Captopril is one of the angiotensin-converting enzyme (ACE) class hypertension drugs that has been considerably applied to treat hypertension and congestive heart failure. Captopril has a short half-life of 1.6-1.9 hours. The short half-life of captopril makes captopril needs to be consumed repeatedly. Microencapsulation techniques can be used to cover the lack of captopril. Captopril microcapsules were made using biodegradable polymers, namely poly(D,L-lactic acid) with polycaprolactone as coating using double emulsion (w/o/w) solvent evaporation method with span 80 and tween 80 as surfactant. Microcapsules were made by varying the composition of the polymers in polyblend to study the effect on encapsulation efficiency, surface properties and in vitro dissolution test at pH 1.2 and pH 7.4. The microcapsules were all spherical and had a smooth surface as more PCL was added to the composition in polyblend. Percent yield of microcapsules obtained was about 87 % with an average size of 0.480-0.516 μm.
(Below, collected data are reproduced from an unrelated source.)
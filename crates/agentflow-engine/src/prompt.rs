//! Assembles the system prompt handed to a model adapter (spec.md §4.4
//! step 10): a fixed section order, each section preceded by a labelled
//! header so observers can tell where a given instruction came from.

const TOOL_USE_PREAMBLE: &str = "\
You have access to tools. When a tool can accomplish part of the task, invoke it — \
never describe what a tool call would do in place of making one.";

/// The optional inputs beyond the fixed preamble and the agent's own
/// prompt fragment. `None`/empty sections are omitted entirely rather than
/// emitted with empty bodies.
#[derive(Debug, Clone, Default)]
pub struct PromptSections {
    pub project_context: Option<String>,
    pub skill_summaries: Vec<String>,
    pub agent_prompt: String,
    pub extra_instructions: Option<String>,
}

/// Builds the system prompt in the fixed order: tool-use preamble, project
/// context, skill summaries, agent prompt fragment, extra instructions.
pub fn assemble_system_prompt(sections: &PromptSections) -> String {
    let mut rendered = Vec::new();

    rendered.push(format!("## Tools\n\n{TOOL_USE_PREAMBLE}"));

    if let Some(context) = &sections.project_context {
        if !context.trim().is_empty() {
            rendered.push(format!("## Project context\n\n{context}"));
        }
    }

    if !sections.skill_summaries.is_empty() {
        let body = sections
            .skill_summaries
            .iter()
            .map(|summary| format!("- {summary}"))
            .collect::<Vec<_>>()
            .join("\n");
        rendered.push(format!("## Skills\n\n{body}"));
    }

    if !sections.agent_prompt.trim().is_empty() {
        rendered.push(format!("## Agent\n\n{}", sections.agent_prompt));
    }

    if let Some(extra) = &sections.extra_instructions {
        if !extra.trim().is_empty() {
            rendered.push(format!("## Additional instructions\n\n{extra}"));
        }
    }

    rendered.join("\n\n")
}

#[cfg(test)]
mod tests {
    use super::*;

    #[test]
    fn sections_render_in_fixed_order() {
        let sections = PromptSections {
            project_context: Some("a rust workspace".to_string()),
            skill_summaries: vec!["testing".to_string(), "deploy".to_string()],
            agent_prompt: "You are a careful coding assistant.".to_string(),
            extra_instructions: Some("Prefer small diffs.".to_string()),
        };

        let prompt = assemble_system_prompt(&sections);
        let tools_at = prompt.find("## Tools").unwrap();
        let context_at = prompt.find("## Project context").unwrap();
        let skills_at = prompt.find("## Skills").unwrap();
        let agent_at = prompt.find("## Agent").unwrap();
        let extra_at = prompt.find("## Additional instructions").unwrap();

        assert!(tools_at < context_at);
        assert!(context_at < skills_at);
        assert!(skills_at < agent_at);
        assert!(agent_at < extra_at);
    }

    #[test]
    fn omits_empty_optional_sections() {
        let sections = PromptSections {
            agent_prompt: "Be helpful.".to_string(),
            ..Default::default()
        };

        let prompt = assemble_system_prompt(&sections);
        assert!(!prompt.contains("## Project context"));
        assert!(!prompt.contains("## Skills"));
        assert!(!prompt.contains("## Additional instructions"));
        assert!(prompt.contains("## Agent"));
    }
}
The results of the encapsulation efficiency were 4.94-20.69 %. In the dissolution test of each polyblend composition, microcapsules could withstand the release of captopril for 55 h. The highest drug release was 75 % for the composition of PDLLA/PCL 40:60 (% w/w) was caused by degradation of the polyblend matrix. While the composition of 20:80 (% w/w) and 30:70 (% w/w) captopril was released about 43 % and 46 % through the diffusion process. These results of polyblend PDLLA/PCL as coating material may suggest the potential as a drug delivery system for captopril.